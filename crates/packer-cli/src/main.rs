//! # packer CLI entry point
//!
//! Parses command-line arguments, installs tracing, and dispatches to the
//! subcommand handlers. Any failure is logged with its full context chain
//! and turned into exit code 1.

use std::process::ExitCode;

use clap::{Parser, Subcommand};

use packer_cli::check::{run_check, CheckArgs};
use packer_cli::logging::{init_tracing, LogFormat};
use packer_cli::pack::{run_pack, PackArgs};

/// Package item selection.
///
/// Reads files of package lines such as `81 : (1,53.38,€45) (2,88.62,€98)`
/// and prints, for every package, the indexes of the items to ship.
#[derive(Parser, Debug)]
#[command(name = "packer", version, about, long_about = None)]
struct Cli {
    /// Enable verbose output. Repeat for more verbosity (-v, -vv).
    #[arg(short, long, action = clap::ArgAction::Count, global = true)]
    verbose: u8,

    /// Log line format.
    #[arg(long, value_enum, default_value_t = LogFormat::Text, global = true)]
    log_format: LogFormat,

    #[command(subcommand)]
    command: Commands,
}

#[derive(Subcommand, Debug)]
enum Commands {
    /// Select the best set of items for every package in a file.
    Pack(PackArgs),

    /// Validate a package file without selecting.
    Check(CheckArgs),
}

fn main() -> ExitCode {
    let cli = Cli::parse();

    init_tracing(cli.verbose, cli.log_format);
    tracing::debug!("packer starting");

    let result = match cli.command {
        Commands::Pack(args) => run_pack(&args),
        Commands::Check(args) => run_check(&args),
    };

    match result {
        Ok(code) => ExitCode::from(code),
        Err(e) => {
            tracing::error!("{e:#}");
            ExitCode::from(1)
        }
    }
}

◆ ◆ ◆ ◆ ◆

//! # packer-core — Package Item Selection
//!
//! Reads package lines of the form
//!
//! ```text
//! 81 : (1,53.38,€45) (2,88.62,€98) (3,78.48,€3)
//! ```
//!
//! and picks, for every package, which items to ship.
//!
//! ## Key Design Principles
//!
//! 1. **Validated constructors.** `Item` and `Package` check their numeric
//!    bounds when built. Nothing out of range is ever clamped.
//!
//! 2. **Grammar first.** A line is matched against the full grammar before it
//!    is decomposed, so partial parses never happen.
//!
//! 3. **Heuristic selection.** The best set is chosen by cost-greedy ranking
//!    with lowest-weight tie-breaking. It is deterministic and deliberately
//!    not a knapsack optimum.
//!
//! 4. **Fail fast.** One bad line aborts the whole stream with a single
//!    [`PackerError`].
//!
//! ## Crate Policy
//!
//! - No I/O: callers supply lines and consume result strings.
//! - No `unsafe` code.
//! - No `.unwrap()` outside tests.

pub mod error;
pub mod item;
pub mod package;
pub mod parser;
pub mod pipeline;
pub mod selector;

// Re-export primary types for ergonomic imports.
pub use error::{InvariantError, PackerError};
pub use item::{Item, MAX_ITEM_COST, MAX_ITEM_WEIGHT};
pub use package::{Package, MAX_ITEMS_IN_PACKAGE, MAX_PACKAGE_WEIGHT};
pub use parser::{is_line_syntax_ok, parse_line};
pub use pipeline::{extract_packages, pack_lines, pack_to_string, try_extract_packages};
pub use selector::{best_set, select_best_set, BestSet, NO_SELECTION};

◆ ◆ ◆ ◆ ◆

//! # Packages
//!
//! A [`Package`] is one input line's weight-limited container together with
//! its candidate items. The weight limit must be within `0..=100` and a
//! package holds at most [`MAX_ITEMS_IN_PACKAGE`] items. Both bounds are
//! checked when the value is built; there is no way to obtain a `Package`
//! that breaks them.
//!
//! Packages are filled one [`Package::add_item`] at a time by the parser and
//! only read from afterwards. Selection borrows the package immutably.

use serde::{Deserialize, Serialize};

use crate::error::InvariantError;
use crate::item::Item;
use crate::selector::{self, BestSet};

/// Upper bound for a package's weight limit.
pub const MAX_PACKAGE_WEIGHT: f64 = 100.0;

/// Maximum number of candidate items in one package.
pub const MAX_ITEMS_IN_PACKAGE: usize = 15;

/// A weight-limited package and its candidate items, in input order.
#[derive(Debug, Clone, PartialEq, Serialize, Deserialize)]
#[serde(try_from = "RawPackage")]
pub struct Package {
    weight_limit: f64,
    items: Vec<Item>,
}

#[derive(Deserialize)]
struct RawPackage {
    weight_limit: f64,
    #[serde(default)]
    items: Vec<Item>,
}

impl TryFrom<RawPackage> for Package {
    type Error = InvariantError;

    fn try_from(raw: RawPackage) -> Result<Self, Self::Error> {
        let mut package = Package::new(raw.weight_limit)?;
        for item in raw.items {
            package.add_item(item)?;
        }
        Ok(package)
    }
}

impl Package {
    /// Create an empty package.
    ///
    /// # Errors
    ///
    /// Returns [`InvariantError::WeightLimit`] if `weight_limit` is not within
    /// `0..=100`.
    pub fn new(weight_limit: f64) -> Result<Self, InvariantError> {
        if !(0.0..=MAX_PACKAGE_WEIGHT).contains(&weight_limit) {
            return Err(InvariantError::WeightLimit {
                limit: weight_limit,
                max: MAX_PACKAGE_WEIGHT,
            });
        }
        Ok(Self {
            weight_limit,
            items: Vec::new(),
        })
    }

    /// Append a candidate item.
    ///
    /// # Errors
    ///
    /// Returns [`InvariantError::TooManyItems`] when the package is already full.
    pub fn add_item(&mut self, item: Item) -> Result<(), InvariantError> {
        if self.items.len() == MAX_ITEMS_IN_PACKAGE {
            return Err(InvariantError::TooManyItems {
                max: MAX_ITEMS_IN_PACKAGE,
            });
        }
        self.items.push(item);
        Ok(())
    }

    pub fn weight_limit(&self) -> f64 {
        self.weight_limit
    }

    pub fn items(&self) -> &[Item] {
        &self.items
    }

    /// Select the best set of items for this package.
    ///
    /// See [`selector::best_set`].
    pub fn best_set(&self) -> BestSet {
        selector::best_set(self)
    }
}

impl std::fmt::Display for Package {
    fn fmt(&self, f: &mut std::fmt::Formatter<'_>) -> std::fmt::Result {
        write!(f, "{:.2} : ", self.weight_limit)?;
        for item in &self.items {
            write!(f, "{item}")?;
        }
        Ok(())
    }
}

◆ ◆ ◆ ◆ ◆

The problem: Copy every line above in which the string "selector" shows up.

Written response:
pub mod selector;
pub use selector::{best_set, select_best_set, BestSet, NO_SELECTION};
use crate::selector::{self, BestSet};
    /// See [`selector::best_set`].
        selector::best_set(self)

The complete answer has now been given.